// SPDX-License-Identifier: Parity-7.0.0 OR PolyForm-Noncommercial-1.0.0

//! The physical-device oracle: the read-only tables a backend reports once
//! per device.
//!
//! The allocator treats everything here as immutable input.  A backend builds
//! one [MemoryTypeTable] and one queue-family list at device creation and
//! never changes them.

use crate::memory::features::{MemoryFeatures, MemoryTypeMask};

/// One entry of the device's memory-type table.
#[derive(Debug, Clone, Copy, PartialEq, Eq)]
pub struct MemoryType {
    /// Index into the heap table.
    pub heap_index: u32,
    /// Properties offered by this type.
    pub features: MemoryFeatures,
}

/// One device memory heap.
#[derive(Debug, Clone, Copy, PartialEq, Eq)]
pub struct MemoryHeap {
    /// Total heap size in bytes.  The backend refuses allocations past this.
    pub size: u64,
}

/// The device's memory-type and heap tables.
#[derive(Debug, Clone)]
pub struct MemoryTypeTable {
    types: Vec<MemoryType>,
    heaps: Vec<MemoryHeap>,
}

impl MemoryTypeTable {
    pub fn new(types: Vec<MemoryType>, heaps: Vec<MemoryHeap>) -> MemoryTypeTable {
        debug_assert!(types.len() <= 32, "type mask is a u32");
        debug_assert!(types.iter().all(|t| (t.heap_index as usize) < heaps.len()));
        MemoryTypeTable { types, heaps }
    }

    pub fn types(&self) -> &[MemoryType] {
        &self.types
    }

    pub fn heaps(&self) -> &[MemoryHeap] {
        &self.heaps
    }

    pub fn type_at(&self, index: u32) -> &MemoryType {
        &self.types[index as usize]
    }

    pub fn heap_size_of_type(&self, index: u32) -> u64 {
        self.heaps[self.type_at(index).heap_index as usize].size
    }

    /// The mask covering every reported type.
    pub fn full_mask(&self) -> MemoryTypeMask {
        MemoryTypeMask::all(self.types.len() as u32)
    }

    /// The subset of `mask` whose types offer every required bit of
    /// `features`.
    pub fn mask_satisfying(&self, mask: MemoryTypeMask, features: MemoryFeatures) -> MemoryTypeMask {
        let mut out = MemoryTypeMask::NONE;
        for index in mask.indices() {
            if (index as usize) < self.types.len()
                && features.satisfied_by(self.type_at(index).features)
            {
                out = MemoryTypeMask(out.0 | 1 << index);
            }
        }
        out
    }
}

bitflags::bitflags! {
    /// Operations a queue family supports.
    #[derive(Debug, Clone, Copy, PartialEq, Eq, Hash)]
    pub struct QueueCapabilities: u32 {
        const GRAPHICS = 1 << 0;
        const COMPUTE = 1 << 1;
        const TRANSFER = 1 << 2;
        const SPARSE_BIND = 1 << 3;
    }
}

/// One queue family as reported by the oracle.
#[derive(Debug, Clone, Copy, PartialEq, Eq)]
pub struct QueueFamilyInfo {
    pub index: u32,
    pub capabilities: QueueCapabilities,
    pub queue_count: u32,
}

/// Whether the device query asked for a dedicated allocation.
#[derive(Debug, Clone, Copy, PartialEq, Eq, Hash, Default)]
pub enum DedicatedHint {
    #[default]
    None,
    /// The implementation would prefer its own block but binding into a
    /// shared one is legal.
    Preferred,
    /// The resource must receive its own block at offset zero.
    Required,
}

impl DedicatedHint {
    /// Dedicated-preferred and dedicated-required intents both form
    /// singleton groups.
    pub fn forces_singleton(self) -> bool {
        !matches!(self, DedicatedHint::None)
    }
}

/// Per-resource memory requirements, as reported by the device query.
#[derive(Debug, Clone, Copy)]
pub struct MemoryRequirements {
    /// Bytes of backing the resource needs.  For dedicated-required
    /// resources this may exceed the resource's logical size by padding.
    pub size: u64,
    /// Required offset alignment within a block.
    pub alignment: u64,
    /// Types this resource may bind to.
    pub type_mask: MemoryTypeMask,
    /// Dedicated-allocation preference.
    pub dedicated: DedicatedHint,
}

============

Everything from the line containing "a dedicated allocation." to the last line of the data above must be set down exactly, both ends included, with no other lines.

# Your solution:
/// Whether the device query asked for a dedicated allocation.
#[derive(Debug, Clone, Copy, PartialEq, Eq, Hash, Default)]
pub enum DedicatedHint {
    #[default]
    None,
    /// The implementation would prefer its own block but binding into a
    /// shared one is legal.
    Preferred,
    /// The resource must receive its own block at offset zero.
    Required,
}

impl DedicatedHint {
    /// Dedicated-preferred and dedicated-required intents both form
    /// singleton groups.
    pub fn forces_singleton(self) -> bool {
        !matches!(self, DedicatedHint::None)
    }
}

/// Per-resource memory requirements, as reported by the device query.
#[derive(Debug, Clone, Copy)]
pub struct MemoryRequirements {
    /// Bytes of backing the resource needs.  For dedicated-required
    /// resources this may exceed the resource's logical size by padding.
    pub size: u64,
    /// Required offset alignment within a block.
    pub alignment: u64,
    /// Types this resource may bind to.
    pub type_mask: MemoryTypeMask,
    /// Dedicated-allocation preference.
    pub dedicated: DedicatedHint,
}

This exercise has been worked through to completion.